Si el proyecto de ley propuesto por el congresista Marco Tulio Falconí hubiera sido aprobado, podría haberse sancionado a este Diario y a mí con una multa que va entre S/.76 y S/.760 por el título de este artículo.
El proyecto faculta al Indecopi “…para que asuma las funciones de revisión de la ortografía de las publicaciones efectuadas en diarios, revistas, semanarios, libros y anuncios públicos o publicitarios por el daño que causan a la cultura los errores ortográficos”.
Para ello se establecen multas de entre 1% y 10% de la UIT, que en caso de reiterancia pueden llegar hasta un 50% de la UIT (es decir, la multa podría subir hasta S/.1.900).
Se dice que se viene toda una cartera de proyectos similares al del mismo Marco Tulio. Entre ellos se menciona uno que encargará a Indecopi multar por no tener buenos modales (por ejemplo, con S/.100 por comer con la boca abierta, S/.200 por no decirle “salud” al prójimo luego de un estornudo y S/.300 por limpiarse los mocos con la mano).
En otro proyecto se propone multar a quien cuenta chistes rojos, siendo las multas más altas las que sancionan menciones inapropiadas a órganos genitales y prostitutas en los chistes. En caso de reiterancia, el infractor deberá permanecer en silencio por períodos que van desde 2 horas hasta 6 meses.
Y como la puntualidad es importante, se propone en otro proyecto que las personas que lleguen tarde a una cita queden detenidas en una comisaría por el triple del tiempo de su tardanza.
Lo que sí debería haber es una ley que multe por presentar proyectos estúpidos, que se tramitan usando nuestros impuestos. Sobre todo porque ya existen muchas leyes aprobadas que padecen del mismo vicio del proyecto reivindicador de la ortografía.
El idioma (y la ortografía) son producto de un proceso evolutivo, de un orden espontáneo creado por la interacción humana. El español que hablamos no tiene nada que hacer con el que hablábamos hace 200 años. Las reglas gramaticales y ortográficas se construyen desde abajo, con el uso, y no desde arriba, impuestas por alguien. La gente cambia paulatinamente su forma de hablar y escribir y con ello cambian las reglas del lenguaje. Multar esas desviaciones es proscribir la innovación.
Esa tendencia proviene de lo que Hayek llamaba constructivismo: alguien diseña un régimen y pretende que todos lo sigan al margen de su legitimidad social. Proteger estándares como la ortografía con multas estatales es atentar contra el proceso evolutivo natural.

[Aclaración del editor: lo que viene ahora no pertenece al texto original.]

pub mod actors;
pub mod config;
pub mod logger;
pub mod models;
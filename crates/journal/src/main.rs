use dotenvy::dotenv;
use tracing::{debug, info, warn};

use common::actors::ActorType;
use common::config::AppConfig;
use common::logger;

use crate::actors::supervisor::Supervisor;
use crate::services::parse_worker::{ParseWorkerActor, SqliteParseRepository};
use crate::services::telegram_relay::TelegramRelayActor;

mod actors;
mod services;

#[tokio::main]
async fn main() -> anyhow::Result<()> {
    dotenv().ok();
    logger::setup_logger();
    debug!("System starting up...");

    let config = AppConfig::from_env()?;
    let pool = storage::db::connect(&config.database_url).await?;

    let mut supervisor = Supervisor::new();

    let pool_for_worker = pool.clone();
    let poll_interval = config.poll_interval;
    let batch_limit = config.batch_limit;
    supervisor.register_actor(
        ActorType::ParseWorkerActor,
        Box::new(move || {
            Box::new(ParseWorkerActor::new(
                Box::new(SqliteParseRepository::new(pool_for_worker.clone())),
                poll_interval,
                batch_limit,
            ))
        }),
    );

    match config.telegram_bot_token {
        Some(token) => {
            let pool_for_relay = pool.clone();
            supervisor.register_actor(
                ActorType::TelegramRelayActor,
                Box::new(move || Box::new(TelegramRelayActor::new(&token, pool_for_relay.clone()))),
            );
        }
        None => warn!("TELEGRAM_BOT_TOKEN not set, chat relay disabled"),
    }

    info!("Journal running against {}", config.database_url);
    supervisor.start().await;
    Ok(())
}
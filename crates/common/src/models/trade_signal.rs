use serde::{Deserialize, Serialize};

use crate::models::signal::{ParseResult, Status};

/// A READY or DRAFT parse result as stored for its source chat message.
#[derive(Debug, Clone, PartialEq, Serialize, Deserialize)]
pub struct StoredTradeSignal {
    pub raw_message_id: i64,
    pub block_index: i64,
    pub status: Status,
    pub confidence: f64,
    pub symbol: Option<String>,
    pub side: Option<String>,
    pub entry_price: Option<f64>,
    pub size_pct: Option<f64>,
    pub sl: Option<f64>,
    pub tp1: Option<f64>,
    pub tp2: Option<f64>,
    pub tp3: Option<f64>,
    pub parsed_json: String,
}

impl StoredTradeSignal {
    /// Returns `Ok(None)` for rejected blocks (the only results without a
    /// signal), they are never stored.
    pub fn from_result(
        raw_message_id: i64,
        block_index: i64,
        result: &ParseResult,
    ) -> Result<Option<Self>, serde_json::Error> {
        let Some(signal) = result.signal.as_ref() else {
            return Ok(None);
        };

        let tp = |i: usize| signal.tps.get(i).copied();

        Ok(Some(Self {
            raw_message_id,
            block_index,
            status: result.status,
            confidence: result.confidence,
            symbol: signal.symbol.clone(),
            side: signal.side.map(|s| s.as_str().to_string()),
            entry_price: signal.entry.as_ref().and_then(|e| e.reference_price()),
            size_pct: signal.total_position_pct,
            sl: signal.sl,
            tp1: tp(0),
            tp2: tp(1),
            tp3: tp(2),
            parsed_json: serde_json::to_string(result)?,
        }))
    }
}
use common::models::{ParseResult, Signal, Status};

use crate::diagnostics::{Diagnostics, MISSING_REQUIRED};
use crate::validator::Verdict;

pub fn confidence_for(status: Status, has_warnings: bool) -> f64 {
    match (status, has_warnings) {
        (Status::Ready, false) => 0.95,
        (Status::Ready, true) => 0.8,
        (Status::Draft, _) => 0.5,
        (Status::Reject, _) => 0.0,
    }
}

fn required_fields_present(signal: &Signal) -> bool {
    signal.symbol.is_some()
        && signal.side.is_some()
        && signal.sl.is_some()
        && signal.entry.is_some()
        && !signal.tps.is_empty()
}

fn nothing_extracted(signal: &Signal) -> bool {
    signal.symbol.is_none()
        && signal.side.is_none()
        && signal.entry.is_none()
        && signal.sl.is_none()
        && signal.tps.is_empty()
}

pub fn status_for(signal: &Signal, verdict: Verdict) -> Status {
    if required_fields_present(signal) && verdict != Verdict::Conflict {
        Status::Ready
    } else if nothing_extracted(signal) {
        Status::Reject
    } else {
        Status::Draft
    }
}

pub(crate) fn classify(signal: Signal, verdict: Verdict, mut diagnostics: Diagnostics) -> ParseResult {
    let status = status_for(&signal, verdict);
    if status == Status::Draft && diagnostics.errors.is_empty() {
        diagnostics.error(MISSING_REQUIRED);
    }

    ParseResult {
        status,
        confidence: confidence_for(status, !diagnostics.warnings.is_empty()),
        signal: (status != Status::Reject).then_some(signal),
        errors: diagnostics.errors,
        warnings: diagnostics.warnings,
    }
}

#[cfg(test)]
mod tests {
    use super::*;
    use common::models::{EntryDirective, Side};

    fn complete() -> Signal {
        Signal {
            symbol: Some("BTCUSDT".to_string()),
            side: Some(Side::Short),
            entry: Some(EntryDirective::Limit { price: 67900.0 }),
            entries: vec![EntryDirective::Limit { price: 67900.0 }],
            sl: Some(68700.0),
            tps: vec![67000.0],
            total_position_pct: Some(1.0),
            alloc_fracs: Vec::new(),
        }
    }

    #[test]
    fn test_confidence_table() {
        assert_eq!(confidence_for(Status::Ready, false), 0.95);
        assert_eq!(confidence_for(Status::Ready, true), 0.8);
        assert_eq!(confidence_for(Status::Draft, true), 0.5);
        assert_eq!(confidence_for(Status::Reject, false), 0.0);
    }

    #[test]
    fn test_ready_when_complete() {
        let result = classify(complete(), Verdict::Consistent, Diagnostics::default());
        assert_eq!(result.status, Status::Ready);
        assert_eq!(result.confidence, 0.95);
        assert!(result.errors.is_empty());
        assert!(result.signal.is_some());
    }

    #[test]
    fn test_conflict_downgrades_to_draft() {
        let mut diag = Diagnostics::default();
        diag.error(crate::diagnostics::DIRECTIONAL_CONFLICT);
        let result = classify(complete(), Verdict::Conflict, diag);
        assert_eq!(result.status, Status::Draft);
        assert_eq!(result.errors, vec!["directional validation conflict".to_string()]);
    }

    #[test]
    fn test_partial_is_draft_with_message() {
        let mut signal = complete();
        signal.tps.clear();
        let result = classify(signal, Verdict::Consistent, Diagnostics::default());
        assert_eq!(result.status, Status::Draft);
        assert_eq!(result.errors, vec![MISSING_REQUIRED.to_string()]);
    }

    #[test]
    fn test_empty_is_reject_without_signal() {
        let mut diag = Diagnostics::default();
        diag.warn("something");
        let result = classify(Signal::default(), Verdict::Skipped, diag);
        assert_eq!(result.status, Status::Reject);
        assert_eq!(result.confidence, 0.0);
        assert!(result.signal.is_none());
        assert!(result.errors.is_empty());
    }
}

Lo que propuso el congresista Falconí no es tan distinto a muchas regulaciones estatales que van contra el carácter evolutivo de la acción humana. Usar multas y sanciones para forzar la forma de calcular la tasa de interés en un crédito o la de cambiar de celular, impedir el pacto que prohíbe el prepago de una deuda, obligar a que un doctor tenga que hablar dos idiomas extranjeros, prohibir que se pueda cobrar por cubierto en un restaurante, impedir la publicidad comparativa, impedir el uso de personajes de ficción en productos con muchas grasas o azúcares, entre otras leyes y regulaciones, castigan la evolución y sus ventajas como proceso de descubrimiento continuo. Tratan de imponer un constructivismo asfixiante sepultando la espontaneidad en los órdenes que los seres humanos creamos interactuando unos con otros.
Y es que la sociedad no es producto de ingeniería social planificada, sino de un proceso caótico en apariencia pero que crea un orden por medio de la interacción. El lenguaje es razonablemente predecible a pesar de que no ha sido creado por nadie en particular sino por todos en general. Lo mismo se puede decir de las prácticas comerciales, de los mercados e, incluso, de las reglas de convivencia a las que llamamos Derecho.
Todo evoluciona, desde la biología hasta el lenguaje, pasando por la tecnología y la economía. Negar la evolución atándola con leyes no es otra cosa que negar la vida misma.